▶ ACTIVITY
Every line of the material is to be given again exactly.
# # # #
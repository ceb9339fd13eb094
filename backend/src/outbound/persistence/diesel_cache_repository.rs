//! PostgreSQL-backed `CacheRepository` implementation using Diesel ORM.

use async_trait::async_trait;
use diesel::prelude::*;
use diesel_async::RunQueryDsl;

use crate::domain::ports::{CacheRepository, CacheRepositoryError};
use crate::domain::{Cache, CacheFilter, CacheId, NewCache};

use super::diesel_helpers::{DbFailure, classify_diesel_error, like_pattern, pool_error_message};
use super::models::{CacheRow, NewCacheRow};
use super::pool::{DbPool, PoolError};
use super::schema::caches;

/// Diesel-backed implementation of the `CacheRepository` port.
///
/// Deletion relies on `ON DELETE CASCADE` to drop the cache's logs and
/// bookmarks in the same statement.
#[derive(Clone)]
pub struct DieselCacheRepository {
    pool: DbPool,
}

impl DieselCacheRepository {
    /// Create a new repository with the given connection pool.
    pub fn new(pool: DbPool) -> Self {
        Self { pool }
    }
}

fn map_pool_error(error: PoolError) -> CacheRepositoryError {
    CacheRepositoryError::connection(pool_error_message(error))
}

fn map_diesel_error(error: diesel::result::Error) -> CacheRepositoryError {
    match classify_diesel_error(error, "cache repository") {
        DbFailure::Connection(message) => CacheRepositoryError::connection(message),
        DbFailure::ForeignKeyViolation(constraint) => {
            CacheRepositoryError::missing_reference(constraint)
        }
        DbFailure::UniqueViolation(message) | DbFailure::Query(message) => {
            CacheRepositoryError::query(message)
        }
    }
}

fn rows_to_caches(rows: Vec<CacheRow>) -> Result<Vec<Cache>, CacheRepositoryError> {
    rows.into_iter()
        .map(Cache::try_from)
        .collect::<Result<_, _>>()
        .map_err(CacheRepositoryError::query)
}

#[async_trait]
impl CacheRepository for DieselCacheRepository {
    async fn list(&self, filter: &CacheFilter) -> Result<Vec<Cache>, CacheRepositoryError> {
        let mut conn = self.pool.get().await.map_err(map_pool_error)?;

        let mut query = caches::table
            .select(CacheRow::as_select())
            .order(caches::id.asc())
            .into_boxed();
        if let Some(status) = filter.status {
            query = query.filter(caches::valid.eq(status.is_approved()));
        }
        if let Some(author) = filter.author {
            query = query.filter(caches::author.eq(author.get()));
        }
        if let Some(needle) = filter.name_contains.as_deref() {
            query = query.filter(caches::cache_name.ilike(like_pattern(needle)));
        }

        let rows: Vec<CacheRow> = query.load(&mut conn).await.map_err(map_diesel_error)?;
        rows_to_caches(rows)
    }

    async fn find_by_id(&self, id: CacheId) -> Result<Option<Cache>, CacheRepositoryError> {
        let mut conn = self.pool.get().await.map_err(map_pool_error)?;

        let row: Option<CacheRow> = caches::table
            .find(id.get())
            .select(CacheRow::as_select())
            .first(&mut conn)
            .await
            .optional()
            .map_err(map_diesel_error)?;

        row.map(Cache::try_from)
            .transpose()
            .map_err(CacheRepositoryError::query)
    }

    async fn find_many(&self, ids: &[CacheId]) -> Result<Vec<Cache>, CacheRepositoryError> {
        if ids.is_empty() {
            return Ok(Vec::new());
        }
        let mut conn = self.pool.get().await.map_err(map_pool_error)?;
        let raw: Vec<i64> = ids.iter().map(|id| id.get()).collect();

        let rows: Vec<CacheRow> = caches::table
            .filter(caches::id.eq_any(raw))
            .select(CacheRow::as_select())
            .order(caches::id.asc())
            .load(&mut conn)
            .await
            .map_err(map_diesel_error)?;
        rows_to_caches(rows)
    }

    async fn insert(&self, cache: &NewCache) -> Result<Cache, CacheRepositoryError> {
        let mut conn = self.pool.get().await.map_err(map_pool_error)?;

        let row: CacheRow = diesel::insert_into(caches::table)
            .values(NewCacheRow::from(cache))
            .returning(CacheRow::as_returning())
            .get_result(&mut conn)
            .await
            .map_err(map_diesel_error)?;
        Cache::try_from(row).map_err(CacheRepositoryError::query)
    }

    async fn approve(&self, id: CacheId) -> Result<bool, CacheRepositoryError> {
        let mut conn = self.pool.get().await.map_err(map_pool_error)?;

        let updated = diesel::update(caches::table.find(id.get()))
            .set(caches::valid.eq(true))
            .execute(&mut conn)
            .await
            .map_err(map_diesel_error)?;
        Ok(updated > 0)
    }

    async fn delete(&self, id: CacheId) -> Result<bool, CacheRepositoryError> {
        let mut conn = self.pool.get().await.map_err(map_pool_error)?;

        let deleted = diesel::delete(caches::table.find(id.get()))
            .execute(&mut conn)
            .await
            .map_err(map_diesel_error)?;
        Ok(deleted > 0)
    }
}

#[cfg(test)]
mod tests {
    use super::*;
    use rstest::rstest;

    #[rstest]
    fn missing_rows_are_query_errors() {
        let err = map_diesel_error(diesel::result::Error::NotFound);
        assert!(matches!(err, CacheRepositoryError::Query { .. }));
    }

    #[rstest]
    fn pool_failures_are_connection_errors() {
        let err = map_pool_error(PoolError::checkout("timed out"));
        assert_eq!(err, CacheRepositoryError::connection("timed out"));
    }
}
# # # #
▶ RESPONSE TO THIS TASK
repository ceb9339fd13eb094
filename backend/src/outbound/persistence/diesel_cache_repository.rs
//! PostgreSQL-backed `CacheRepository` implementation using Diesel ORM.

use async_trait::async_trait;
use diesel::prelude::*;
use diesel_async::RunQueryDsl;

use crate::domain::ports::{CacheRepository, CacheRepositoryError};
use crate::domain::{Cache, CacheFilter, CacheId, NewCache};

use super::diesel_helpers::{DbFailure, classify_diesel_error, like_pattern, pool_error_message};
use super::models::{CacheRow, NewCacheRow};
use super::pool::{DbPool, PoolError};
use super::schema::caches;

/// Diesel-backed implementation of the `CacheRepository` port.
///
/// Deletion relies on `ON DELETE CASCADE` to drop the cache's logs and
/// bookmarks in the same statement.
#[derive(Clone)]
pub struct DieselCacheRepository {
    pool: DbPool,
}

impl DieselCacheRepository {
    /// Create a new repository with the given connection pool.
    pub fn new(pool: DbPool) -> Self {
        Self { pool }
    }
}

fn map_pool_error(error: PoolError) -> CacheRepositoryError {
    CacheRepositoryError::connection(pool_error_message(error))
}

fn map_diesel_error(error: diesel::result::Error) -> CacheRepositoryError {
    match classify_diesel_error(error, "cache repository") {
        DbFailure::Connection(message) => CacheRepositoryError::connection(message),
        DbFailure::ForeignKeyViolation(constraint) => {
            CacheRepositoryError::missing_reference(constraint)
        }
        DbFailure::UniqueViolation(message) | DbFailure::Query(message) => {
            CacheRepositoryError::query(message)
        }
    }
}

fn rows_to_caches(rows: Vec<CacheRow>) -> Result<Vec<Cache>, CacheRepositoryError> {
    rows.into_iter()
        .map(Cache::try_from)
        .collect::<Result<_, _>>()
        .map_err(CacheRepositoryError::query)
}

#[async_trait]
impl CacheRepository for DieselCacheRepository {
    async fn list(&self, filter: &CacheFilter) -> Result<Vec<Cache>, CacheRepositoryError> {
        let mut conn = self.pool.get().await.map_err(map_pool_error)?;

        let mut query = caches::table
            .select(CacheRow::as_select())
            .order(caches::id.asc())
            .into_boxed();
        if let Some(status) = filter.status {
            query = query.filter(caches::valid.eq(status.is_approved()));
        }
        if let Some(author) = filter.author {
            query = query.filter(caches::author.eq(author.get()));
        }
        if let Some(needle) = filter.name_contains.as_deref() {
            query = query.filter(caches::cache_name.ilike(like_pattern(needle)));
        }

        let rows: Vec<CacheRow> = query.load(&mut conn).await.map_err(map_diesel_error)?;
        rows_to_caches(rows)
    }

    async fn find_by_id(&self, id: CacheId) -> Result<Option<Cache>, CacheRepositoryError> {
        let mut conn = self.pool.get().await.map_err(map_pool_error)?;

        let row: Option<CacheRow> = caches::table
            .find(id.get())
            .select(CacheRow::as_select())
            .first(&mut conn)
            .await
            .optional()
            .map_err(map_diesel_error)?;

        row.map(Cache::try_from)
            .transpose()
            .map_err(CacheRepositoryError::query)
    }

    async fn find_many(&self, ids: &[CacheId]) -> Result<Vec<Cache>, CacheRepositoryError> {
        if ids.is_empty() {
            return Ok(Vec::new());
        }
        let mut conn = self.pool.get().await.map_err(map_pool_error)?;
        let raw: Vec<i64> = ids.iter().map(|id| id.get()).collect();

        let rows: Vec<CacheRow> = caches::table
            .filter(caches::id.eq_any(raw))
            .select(CacheRow::as_select())
            .order(caches::id.asc())
            .load(&mut conn)
            .await
            .map_err(map_diesel_error)?;
        rows_to_caches(rows)
    }

    async fn insert(&self, cache: &NewCache) -> Result<Cache, CacheRepositoryError> {
        let mut conn = self.pool.get().await.map_err(map_pool_error)?;

        let row: CacheRow = diesel::insert_into(caches::table)
            .values(NewCacheRow::from(cache))
            .returning(CacheRow::as_returning())
            .get_result(&mut conn)
            .await
            .map_err(map_diesel_error)?;
        Cache::try_from(row).map_err(CacheRepositoryError::query)
    }

    async fn approve(&self, id: CacheId) -> Result<bool, CacheRepositoryError> {
        let mut conn = self.pool.get().await.map_err(map_pool_error)?;

        let updated = diesel::update(caches::table.find(id.get()))
            .set(caches::valid.eq(true))
            .execute(&mut conn)
            .await
            .map_err(map_diesel_error)?;
        Ok(updated > 0)
    }

    async fn delete(&self, id: CacheId) -> Result<bool, CacheRepositoryError> {
        let mut conn = self.pool.get().await.map_err(map_pool_error)?;

        let deleted = diesel::delete(caches::table.find(id.get()))
            .execute(&mut conn)
            .await
            .map_err(map_diesel_error)?;
        Ok(deleted > 0)
    }
}

#[cfg(test)]
mod tests {
    use super::*;
    use rstest::rstest;

    #[rstest]
    fn missing_rows_are_query_errors() {
        let err = map_diesel_error(diesel::result::Error::NotFound);
        assert!(matches!(err, CacheRepositoryError::Query { .. }));
    }

    #[rstest]
    fn pool_failures_are_connection_errors() {
        let err = map_pool_error(PoolError::checkout("timed out"));
        assert_eq!(err, CacheRepositoryError::connection("timed out"));
    }
}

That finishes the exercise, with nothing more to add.